## [Exercise details]
Output exactly the lines that run from the top of the entries to the line holding "use crate::source::FetchReport;", including both of those lines.

___ Data listing ___

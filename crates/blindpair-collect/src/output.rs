//! Collection output directory.
//!
//! Each run writes into `<root>/<YYYY-MM-DD>/collection_<HHMMSS>/`:
//! `collected_results.json` (array of record payloads, readable again as a
//! local source) and `collection_report.txt`.

use chrono::NaiveDateTime;
use std::path::{Path, PathBuf};
use tokio::fs;
use tracing::info;

use crate::error::CollectResult;
use crate::source::FetchReport;

pub const RESULTS_FILENAME: &str = "collected_results.json";
pub const REPORT_FILENAME: &str = "collection_report.txt";

/// Files written by one collection run.
#[derive(Debug, Clone, PartialEq, Eq)]
pub struct CollectionPaths {
    pub dir: PathBuf,
    pub results_file: PathBuf,
    pub report_file: PathBuf,
}

/// Run directory for a collection started at `now`.
pub fn collection_dir(root: &Path, now: NaiveDateTime) -> PathBuf {
    root.join(now.format("%Y-%m-%d").to_string())
        .join(format!("collection_{}", now.format("%H%M%S")))
}

/// Write the collected records and a short report.
pub async fn write_collection(
    root: &Path,
    sources: &[String],
    report: &FetchReport,
    now: NaiveDateTime,
) -> CollectResult<CollectionPaths> {
    let dir = collection_dir(root, now);
    fs::create_dir_all(&dir).await?;

    let payloads: Vec<&serde_json::Value> = report.records.iter().map(|r| &r.payload).collect();
    let results_file = dir.join(RESULTS_FILENAME);
    fs::write(&results_file, serde_json::to_string_pretty(&payloads)?).await?;

    let report_file = dir.join(REPORT_FILENAME);
    fs::write(&report_file, render_report(sources, report, now)).await?;

    info!(
        dir = %dir.display(),
        records = report.records.len(),
        "Wrote collection"
    );

    Ok(CollectionPaths {
        dir,
        results_file,
        report_file,
    })
}

fn render_report(sources: &[String], report: &FetchReport, now: NaiveDateTime) -> String {
    let rule = "=".repeat(60);

    let mut lines = vec![
        rule.clone(),
        "RESPONSE COLLECTION REPORT".to_string(),
        rule,
        format!("Collected at: {}", now.format("%Y-%m-%d %H:%M:%S")),
        format!("Sources: {}", sources.join(", ")),
        format!("Items inspected: {}", report.items_seen),
        format!("Records collected: {}", report.records.len()),
        format!("Items skipped: {}", report.skipped.len()),
    ];
    if let Some(error) = &report.error {
        lines.push(format!("Retrieval stopped early: {}", error));
    }

    if !report.skipped.is_empty() {
        lines.push(String::new());
        lines.push("Skipped:".to_string());
        lines.extend(report.skipped.iter().map(|line| format!("  - {}", line)));
    }

    let mut out = lines.join("\n");
    out.push('\n');
    out
}

#[cfg(test)]
mod tests {
    use super::*;
    use crate::source::CollectedRecord;
    use chrono::NaiveDate;
    use serde_json::json;
    use tempfile::TempDir;

    fn at() -> NaiveDateTime {
        NaiveDate::from_ymd_opt(2025, 3, 7)
            .unwrap()
            .and_hms_opt(9, 5, 1)
            .unwrap()
    }

    #[test]
    fn test_collection_dir_layout() {
        let dir = collection_dir(Path::new("out"), at());
        assert_eq!(dir, PathBuf::from("out/2025-03-07/collection_090501"));
    }

    #[tokio::test]
    async fn test_write_collection() {
        let root = TempDir::new().unwrap();
        let report = FetchReport {
            records: vec![CollectedRecord {
                source: "github#1".into(),
                payload: json!({"participantId": "p1", "responses": {}}),
            }],
            items_seen: 2,
            skipped: vec!["issue #2: no JSON record or result codes in body".into()],
            error: None,
        };

        let paths = write_collection(root.path(), &["github:lab/study".into()], &report, at())
            .await
            .unwrap();

        let written: serde_json::Value =
            serde_json::from_str(&std::fs::read_to_string(&paths.results_file).unwrap()).unwrap();
        assert_eq!(written.as_array().unwrap().len(), 1);
        assert_eq!(written[0]["participantId"], "p1");

        let text = std::fs::read_to_string(&paths.report_file).unwrap();
        assert!(text.contains("Records collected: 1"));
        assert!(text.contains("issue #2"));
    }

    #[test]
    fn test_render_report_lines() {
        let report = FetchReport {
            records: Vec::new(),
            items_seen: 3,
            skipped: vec!["a.json: not an object".into(), "b.txt: empty".into()],
            error: Some("page 2: Rate limited, retry after 0ms".into()),
        };

        let text = render_report(&["local:results".into()], &report, at());
        let lines: Vec<&str> = text.lines().collect();

        assert_eq!(lines[1], "RESPONSE COLLECTION REPORT");
        assert_eq!(lines[3], "Collected at: 2025-03-07 09:05:01");
        assert_eq!(lines[8], "Retrieval stopped early: page 2: Rate limited, retry after 0ms");
        assert_eq!(lines[9], "");
        assert_eq!(&lines[10..], &["Skipped:", "  - a.json: not an object", "  - b.txt: empty"]);
        assert!(text.ends_with("b.txt: empty\n"));
    }
}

___

## [Exercise response]
filename crates/blindpair-collect/src/output.rs
//! Collection output directory.
//!
//! Each run writes into `<root>/<YYYY-MM-DD>/collection_<HHMMSS>/`:
//! `collected_results.json` (array of record payloads, readable again as a
//! local source) and `collection_report.txt`.

use chrono::NaiveDateTime;
use std::path::{Path, PathBuf};
use tokio::fs;
use tracing::info;

use crate::error::CollectResult;
use crate::source::FetchReport;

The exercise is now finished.